Materials/Methods: A cohort of 27 consecutively treated patients who underwent static-beam SBRT for lung cancer between 2010 and 2015 were identified at one institution. Clinical RP was coded on a scale from 0-5 using the RTOG Toxicity Criteria version 2 guidelines for late radiation morbidity occurring with a minimum follow-up of 10 months. For analysis, we grouped grades 0-1 and grades 2-3 RP. There was no grade 4-5 RP in this cohort. A treatment planning radiotherapy software was used to collect planning parameter data. Irradiation of the contoured PBT was evaluated by examining abutment or circumferential overlap of fractionation-specific isodose lines, chosen based on the “trachea and large bronchus” section of RTOG dose planning parameters. These reference isodose lines were 15, 16, and 18 Gy, corresponding to the PBT D4cc dose limit for 3x18 Gy, 4x12 Gy, and 5x10 Gy fractionation schemes, respectively. Overlap of the PBT was analyzed for association with RP. Statistical analyses were performed with the chi-square test.

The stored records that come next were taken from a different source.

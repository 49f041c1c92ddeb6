//! Scenario files: a genesis configuration and a script of calls.
//!
//! Principals are written as hex strings so the files stay readable.

use serde::{Deserialize, Serialize};
use thiserror::Error;

use auction_engine::{
    AuctionCall, AuctionEngine, AuctionError, AuctionGenesisConfig, BidderConfig, CallContext,
    CallOutcome, Operation,
};
use auction_types::{address_hex, parse_address, Address, Amount, Rule};

/// Errors in a scenario file.
#[derive(Debug, Error)]
pub enum ScenarioError {
    #[error("Invalid address {0:?}")]
    InvalidAddress(String),

    #[error("Step {index}: {source}")]
    Step {
        index: usize,
        #[source]
        source: Box<ScenarioError>,
    },
}

fn address(s: &str) -> Result<Address, ScenarioError> {
    parse_address(s).ok_or_else(|| ScenarioError::InvalidAddress(s.to_string()))
}

/// Genesis file with hex principals.
#[derive(Debug, Clone, Serialize, Deserialize)]
pub struct GenesisFile {
    pub auctioneer: String,
    #[serde(default)]
    pub rule: Rule,
    #[serde(default)]
    pub bidders: Vec<GenesisBidder>,
}

#[derive(Debug, Clone, Serialize, Deserialize)]
pub struct GenesisBidder {
    pub address: String,
    pub token_allowance: Amount,
}

impl GenesisFile {
    pub fn to_config(&self) -> Result<AuctionGenesisConfig, ScenarioError> {
        let bidders = self
            .bidders
            .iter()
            .map(|b| {
                Ok(BidderConfig {
                    address: address(&b.address)?,
                    token_allowance: b.token_allowance,
                })
            })
            .collect::<Result<Vec<_>, ScenarioError>>()?;

        Ok(AuctionGenesisConfig {
            auctioneer: address(&self.auctioneer)?,
            rule: self.rule,
            bidders,
        })
    }
}

/// One call in a script.
#[derive(Debug, Clone, Serialize, Deserialize)]
pub struct ScriptStep {
    /// Hex-encoded caller
    pub sender: String,
    pub action: ScriptAction,
}

/// Script form of [`AuctionCall`]. Omitted arguments stay omitted.
#[derive(Debug, Clone, Serialize, Deserialize)]
#[serde(tag = "type", rename_all = "snake_case")]
pub enum ScriptAction {
    Register {
        #[serde(default)]
        bidder: Option<String>,
        #[serde(default)]
        token_count: Option<Amount>,
    },
    StartSession,
    Bid {
        #[serde(default)]
        price: Option<Amount>,
    },
    Announce,
    GetDeposit,
}

impl ScriptAction {
    pub fn to_call(&self) -> Result<AuctionCall, ScenarioError> {
        Ok(match self {
            ScriptAction::Register {
                bidder,
                token_count,
            } => AuctionCall::Register {
                bidder: bidder.as_deref().map(address).transpose()?,
                token_count: *token_count,
            },
            ScriptAction::StartSession => AuctionCall::StartSession,
            ScriptAction::Bid { price } => AuctionCall::Bid { price: *price },
            ScriptAction::Announce => AuctionCall::Announce,
            ScriptAction::GetDeposit => AuctionCall::GetDeposit,
        })
    }
}

/// Outcome of one executed step.
#[derive(Debug, Clone)]
pub struct StepReport {
    pub index: usize,
    pub sender: Address,
    pub operation: Operation,
    pub result: Result<CallOutcome, AuctionError>,
}

impl StepReport {
    /// One-line human-readable rendering.
    pub fn render(&self) -> String {
        let outcome = match &self.result {
            Ok(CallOutcome::Unit) => "ok".to_string(),
            Ok(CallOutcome::Withdrawn(amount)) => format!("ok, withdrew {}", amount),
            Err(e) => format!("rejected: {}", e),
        };
        format!(
            "#{:<3} {:<12} from {}  {}",
            self.index,
            format!("{:?}", self.operation),
            &address_hex(&self.sender)[..8],
            outcome
        )
    }
}

/// Run every step against `engine`. Rejected calls are reported and the run
/// continues; only malformed steps abort it.
pub fn run_script(
    engine: &AuctionEngine,
    steps: &[ScriptStep],
) -> Result<Vec<StepReport>, ScenarioError> {
    let mut reports = Vec::with_capacity(steps.len());
    for (index, step) in steps.iter().enumerate() {
        let wrap = |source: ScenarioError| ScenarioError::Step {
            index,
            source: Box::new(source),
        };
        let sender = address(&step.sender).map_err(wrap)?;
        let call = step.action.to_call().map_err(wrap)?;
        let operation = call.operation();
        let result = engine.execute(&CallContext::new(sender), call);
        reports.push(StepReport {
            index,
            sender,
            operation,
            result,
        });
    }
    Ok(reports)
}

Results: There was a significant association between circumferential radiation of the PBT and RP (p = 0.02) with 81.8% of patients having circumferential radiation classified by grade 2-3 RP versus grade 0-1. Neither PBT D4cc nor abutment of the isodose line with the PBT was significantly associated with RP (p = 0.19). Grade 2-3 RP was observed in 80% of patients with mean lung dose (MLD) > 4 Gy, compared with 33% of patients with MLD ≤ 4 Gy (p = 0.01) and noted in 80% of patients with lung V5 > 20% compared to 33% of patients with V5 ≤ 20% (p = 0.01). There was not a significant association between lung V20, D1000, or D1500 and the RP clinical grade.

Conclusion: Circumferential PBT irradiation beyond the RTOG planning parameters for the D4cc dose limit is significantly associated with RP clinical grade for lung cancer patients treated with SBRT in this cohort. Our results also point to the potential limitations of published RTOG dose parameters as predictors of RP. We suggest establishing a circumferential dose limit for the PBT within ongoing clinical trials investigating the safety of treating centrally located lung tumors with SBRT.

Author Disclosure: L. Pang: None. C. McLaughlin: None. N.L. Gagne: None. C. Melhus: None.